## Collected data
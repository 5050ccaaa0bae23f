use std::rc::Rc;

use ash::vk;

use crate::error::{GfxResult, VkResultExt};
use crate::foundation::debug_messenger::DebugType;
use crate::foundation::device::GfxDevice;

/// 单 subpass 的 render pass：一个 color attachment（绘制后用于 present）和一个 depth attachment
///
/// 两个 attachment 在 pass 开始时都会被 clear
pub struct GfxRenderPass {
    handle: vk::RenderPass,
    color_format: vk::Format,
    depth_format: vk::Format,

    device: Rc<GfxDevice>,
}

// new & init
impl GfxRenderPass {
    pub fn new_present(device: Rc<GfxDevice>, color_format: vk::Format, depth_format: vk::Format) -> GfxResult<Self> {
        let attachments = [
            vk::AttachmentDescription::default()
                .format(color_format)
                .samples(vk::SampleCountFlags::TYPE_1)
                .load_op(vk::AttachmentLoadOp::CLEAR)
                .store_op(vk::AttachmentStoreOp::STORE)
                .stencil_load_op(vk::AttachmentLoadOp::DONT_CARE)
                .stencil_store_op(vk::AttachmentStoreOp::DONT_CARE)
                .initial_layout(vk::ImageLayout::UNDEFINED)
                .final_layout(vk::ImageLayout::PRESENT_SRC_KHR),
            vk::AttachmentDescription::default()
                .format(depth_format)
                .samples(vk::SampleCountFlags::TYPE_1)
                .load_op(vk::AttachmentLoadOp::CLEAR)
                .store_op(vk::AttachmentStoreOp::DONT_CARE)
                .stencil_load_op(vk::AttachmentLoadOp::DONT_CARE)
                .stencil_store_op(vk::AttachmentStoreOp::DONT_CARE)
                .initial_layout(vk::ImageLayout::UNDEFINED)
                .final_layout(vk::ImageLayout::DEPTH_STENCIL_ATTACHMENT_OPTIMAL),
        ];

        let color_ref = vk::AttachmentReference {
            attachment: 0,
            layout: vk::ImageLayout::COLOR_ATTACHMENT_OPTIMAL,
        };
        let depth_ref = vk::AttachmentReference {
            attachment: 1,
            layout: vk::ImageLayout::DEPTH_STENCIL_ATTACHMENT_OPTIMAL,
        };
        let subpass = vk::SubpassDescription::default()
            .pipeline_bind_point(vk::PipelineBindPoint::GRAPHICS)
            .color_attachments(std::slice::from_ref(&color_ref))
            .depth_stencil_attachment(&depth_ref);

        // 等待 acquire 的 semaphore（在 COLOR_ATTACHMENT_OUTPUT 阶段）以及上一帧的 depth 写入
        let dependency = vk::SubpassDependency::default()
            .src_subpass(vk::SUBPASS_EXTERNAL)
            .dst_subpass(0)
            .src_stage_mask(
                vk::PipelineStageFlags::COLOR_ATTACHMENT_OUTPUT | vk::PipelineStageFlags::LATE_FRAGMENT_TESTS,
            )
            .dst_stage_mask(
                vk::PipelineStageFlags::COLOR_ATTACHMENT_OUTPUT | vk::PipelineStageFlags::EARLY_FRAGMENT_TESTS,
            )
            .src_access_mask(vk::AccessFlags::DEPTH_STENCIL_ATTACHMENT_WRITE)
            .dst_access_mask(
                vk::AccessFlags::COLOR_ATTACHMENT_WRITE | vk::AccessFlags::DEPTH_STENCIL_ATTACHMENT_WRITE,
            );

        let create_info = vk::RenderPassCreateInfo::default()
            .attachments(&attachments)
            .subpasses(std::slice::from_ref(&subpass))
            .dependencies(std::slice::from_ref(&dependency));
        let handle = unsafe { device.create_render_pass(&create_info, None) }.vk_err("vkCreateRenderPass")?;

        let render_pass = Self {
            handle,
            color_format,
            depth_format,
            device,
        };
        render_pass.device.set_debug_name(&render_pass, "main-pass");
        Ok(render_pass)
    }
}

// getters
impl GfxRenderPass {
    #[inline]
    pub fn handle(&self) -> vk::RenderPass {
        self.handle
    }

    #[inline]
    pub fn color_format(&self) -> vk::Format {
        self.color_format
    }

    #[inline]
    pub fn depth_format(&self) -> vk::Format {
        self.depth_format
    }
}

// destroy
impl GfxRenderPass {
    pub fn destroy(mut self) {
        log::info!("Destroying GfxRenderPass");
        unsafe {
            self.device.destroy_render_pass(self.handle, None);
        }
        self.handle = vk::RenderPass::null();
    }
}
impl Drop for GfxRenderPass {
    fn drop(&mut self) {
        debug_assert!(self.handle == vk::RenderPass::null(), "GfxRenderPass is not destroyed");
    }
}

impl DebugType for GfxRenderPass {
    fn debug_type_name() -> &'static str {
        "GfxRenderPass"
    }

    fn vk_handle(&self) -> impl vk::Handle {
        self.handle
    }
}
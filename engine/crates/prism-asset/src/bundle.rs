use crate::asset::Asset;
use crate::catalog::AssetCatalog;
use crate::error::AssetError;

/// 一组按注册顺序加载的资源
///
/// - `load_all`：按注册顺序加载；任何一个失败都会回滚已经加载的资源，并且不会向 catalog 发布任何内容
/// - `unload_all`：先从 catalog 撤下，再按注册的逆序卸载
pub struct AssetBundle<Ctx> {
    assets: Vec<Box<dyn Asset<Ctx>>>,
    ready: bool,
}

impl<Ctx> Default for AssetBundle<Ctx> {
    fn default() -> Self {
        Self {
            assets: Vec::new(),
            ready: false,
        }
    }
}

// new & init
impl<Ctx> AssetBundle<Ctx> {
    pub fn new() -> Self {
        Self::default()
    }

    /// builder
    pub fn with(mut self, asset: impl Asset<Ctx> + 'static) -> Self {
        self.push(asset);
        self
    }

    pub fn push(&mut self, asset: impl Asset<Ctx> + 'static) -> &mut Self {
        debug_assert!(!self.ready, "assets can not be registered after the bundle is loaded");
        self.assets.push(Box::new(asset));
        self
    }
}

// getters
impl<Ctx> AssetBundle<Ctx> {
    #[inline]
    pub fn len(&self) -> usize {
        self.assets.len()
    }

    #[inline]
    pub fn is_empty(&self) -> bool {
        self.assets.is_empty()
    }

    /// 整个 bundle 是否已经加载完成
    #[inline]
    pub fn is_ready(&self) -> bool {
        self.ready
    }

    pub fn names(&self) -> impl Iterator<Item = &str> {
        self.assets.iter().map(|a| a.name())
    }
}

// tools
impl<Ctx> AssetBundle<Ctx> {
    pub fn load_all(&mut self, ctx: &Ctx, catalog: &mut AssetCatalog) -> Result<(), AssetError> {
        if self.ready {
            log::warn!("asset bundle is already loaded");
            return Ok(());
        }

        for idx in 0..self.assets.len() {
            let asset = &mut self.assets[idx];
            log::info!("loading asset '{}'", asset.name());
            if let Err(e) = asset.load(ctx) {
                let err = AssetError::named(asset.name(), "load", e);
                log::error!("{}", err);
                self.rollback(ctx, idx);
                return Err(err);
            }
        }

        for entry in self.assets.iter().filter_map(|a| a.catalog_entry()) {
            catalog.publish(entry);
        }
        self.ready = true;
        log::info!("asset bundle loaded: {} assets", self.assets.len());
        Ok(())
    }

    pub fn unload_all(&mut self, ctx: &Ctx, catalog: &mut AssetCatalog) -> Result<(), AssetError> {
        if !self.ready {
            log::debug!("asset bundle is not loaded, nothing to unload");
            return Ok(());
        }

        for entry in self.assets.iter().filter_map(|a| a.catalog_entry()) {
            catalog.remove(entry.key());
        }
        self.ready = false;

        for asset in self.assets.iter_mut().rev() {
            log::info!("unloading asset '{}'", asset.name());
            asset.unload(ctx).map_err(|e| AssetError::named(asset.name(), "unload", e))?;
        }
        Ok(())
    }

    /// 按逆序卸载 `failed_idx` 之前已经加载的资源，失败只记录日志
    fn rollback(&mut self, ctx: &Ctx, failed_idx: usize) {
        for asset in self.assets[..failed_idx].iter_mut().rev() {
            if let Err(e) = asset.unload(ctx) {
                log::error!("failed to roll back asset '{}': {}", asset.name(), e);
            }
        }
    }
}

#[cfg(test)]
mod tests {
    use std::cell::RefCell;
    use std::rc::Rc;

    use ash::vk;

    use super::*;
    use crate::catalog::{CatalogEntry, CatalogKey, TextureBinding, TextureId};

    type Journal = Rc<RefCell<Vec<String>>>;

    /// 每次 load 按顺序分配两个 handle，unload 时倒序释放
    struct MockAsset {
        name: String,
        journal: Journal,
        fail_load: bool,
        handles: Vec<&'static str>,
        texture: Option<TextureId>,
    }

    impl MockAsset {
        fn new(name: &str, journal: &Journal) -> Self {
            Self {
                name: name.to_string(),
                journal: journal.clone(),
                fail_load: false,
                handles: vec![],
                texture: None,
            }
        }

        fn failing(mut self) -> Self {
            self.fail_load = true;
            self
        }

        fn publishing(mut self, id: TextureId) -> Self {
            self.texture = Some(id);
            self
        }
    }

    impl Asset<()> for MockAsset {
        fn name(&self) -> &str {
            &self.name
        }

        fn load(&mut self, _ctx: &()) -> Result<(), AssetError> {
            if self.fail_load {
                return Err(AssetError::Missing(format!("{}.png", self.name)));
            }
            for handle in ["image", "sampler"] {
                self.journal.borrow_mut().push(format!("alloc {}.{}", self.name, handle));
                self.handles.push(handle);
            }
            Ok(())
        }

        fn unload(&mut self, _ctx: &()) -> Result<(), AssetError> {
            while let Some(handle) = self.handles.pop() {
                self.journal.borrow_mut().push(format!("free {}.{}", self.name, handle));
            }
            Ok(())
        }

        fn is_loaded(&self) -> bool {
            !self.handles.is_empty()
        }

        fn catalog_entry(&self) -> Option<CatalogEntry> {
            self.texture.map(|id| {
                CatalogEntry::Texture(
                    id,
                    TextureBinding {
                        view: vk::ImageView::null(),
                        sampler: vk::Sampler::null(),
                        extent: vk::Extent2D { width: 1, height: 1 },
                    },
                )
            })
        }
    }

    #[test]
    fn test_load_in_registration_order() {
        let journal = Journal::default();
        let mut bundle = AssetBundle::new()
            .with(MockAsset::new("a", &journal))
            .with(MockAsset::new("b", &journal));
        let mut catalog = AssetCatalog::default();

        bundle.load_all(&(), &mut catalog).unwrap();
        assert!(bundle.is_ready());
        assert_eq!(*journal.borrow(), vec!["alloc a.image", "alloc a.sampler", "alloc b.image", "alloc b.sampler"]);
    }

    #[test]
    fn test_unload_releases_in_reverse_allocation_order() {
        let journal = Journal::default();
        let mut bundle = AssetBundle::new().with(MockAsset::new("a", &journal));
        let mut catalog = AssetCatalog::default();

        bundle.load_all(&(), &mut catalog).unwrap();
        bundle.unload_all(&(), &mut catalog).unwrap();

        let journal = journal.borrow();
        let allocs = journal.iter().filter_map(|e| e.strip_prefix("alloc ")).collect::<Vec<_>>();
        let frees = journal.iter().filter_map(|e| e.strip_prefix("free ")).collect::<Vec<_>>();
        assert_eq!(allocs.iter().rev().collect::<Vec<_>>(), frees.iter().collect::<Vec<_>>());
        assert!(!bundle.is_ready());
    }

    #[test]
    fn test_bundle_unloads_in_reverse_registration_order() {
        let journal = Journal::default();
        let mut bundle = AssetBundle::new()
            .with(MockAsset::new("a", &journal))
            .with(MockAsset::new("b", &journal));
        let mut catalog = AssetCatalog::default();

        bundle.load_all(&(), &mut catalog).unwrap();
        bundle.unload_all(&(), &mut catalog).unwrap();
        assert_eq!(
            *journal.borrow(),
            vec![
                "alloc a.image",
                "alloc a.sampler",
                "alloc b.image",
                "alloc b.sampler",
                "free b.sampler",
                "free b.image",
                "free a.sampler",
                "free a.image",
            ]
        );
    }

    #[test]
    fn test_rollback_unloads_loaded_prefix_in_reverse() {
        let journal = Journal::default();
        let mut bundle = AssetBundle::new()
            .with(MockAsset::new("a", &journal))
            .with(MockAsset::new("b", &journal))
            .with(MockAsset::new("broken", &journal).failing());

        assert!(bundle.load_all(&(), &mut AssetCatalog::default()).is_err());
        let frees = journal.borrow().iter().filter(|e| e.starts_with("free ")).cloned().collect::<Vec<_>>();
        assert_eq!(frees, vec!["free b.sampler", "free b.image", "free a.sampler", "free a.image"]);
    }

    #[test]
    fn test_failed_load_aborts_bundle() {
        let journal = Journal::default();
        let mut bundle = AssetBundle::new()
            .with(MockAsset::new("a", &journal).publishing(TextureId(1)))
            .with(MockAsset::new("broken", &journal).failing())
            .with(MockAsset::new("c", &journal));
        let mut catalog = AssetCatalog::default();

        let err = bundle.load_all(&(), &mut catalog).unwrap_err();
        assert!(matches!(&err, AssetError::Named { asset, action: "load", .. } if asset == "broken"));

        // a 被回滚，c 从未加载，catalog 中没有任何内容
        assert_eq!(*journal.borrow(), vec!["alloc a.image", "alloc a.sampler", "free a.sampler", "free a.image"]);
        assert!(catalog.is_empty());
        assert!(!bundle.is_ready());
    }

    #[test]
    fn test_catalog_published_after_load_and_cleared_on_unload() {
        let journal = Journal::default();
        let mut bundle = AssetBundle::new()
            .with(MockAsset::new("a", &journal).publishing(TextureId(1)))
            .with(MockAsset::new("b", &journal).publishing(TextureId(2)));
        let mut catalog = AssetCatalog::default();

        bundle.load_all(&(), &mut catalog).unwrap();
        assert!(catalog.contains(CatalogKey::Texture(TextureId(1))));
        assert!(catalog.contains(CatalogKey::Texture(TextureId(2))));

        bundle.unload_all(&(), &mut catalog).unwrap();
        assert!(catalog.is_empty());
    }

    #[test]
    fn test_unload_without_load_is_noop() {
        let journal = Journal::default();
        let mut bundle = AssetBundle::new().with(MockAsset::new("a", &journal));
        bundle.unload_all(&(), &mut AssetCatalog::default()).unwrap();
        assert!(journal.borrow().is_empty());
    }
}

## PROBLEM DETAILS
Answer with the number alone after working out how many lines in the records contain the string "unsafe".

## RESPONSE TO THE TASK
2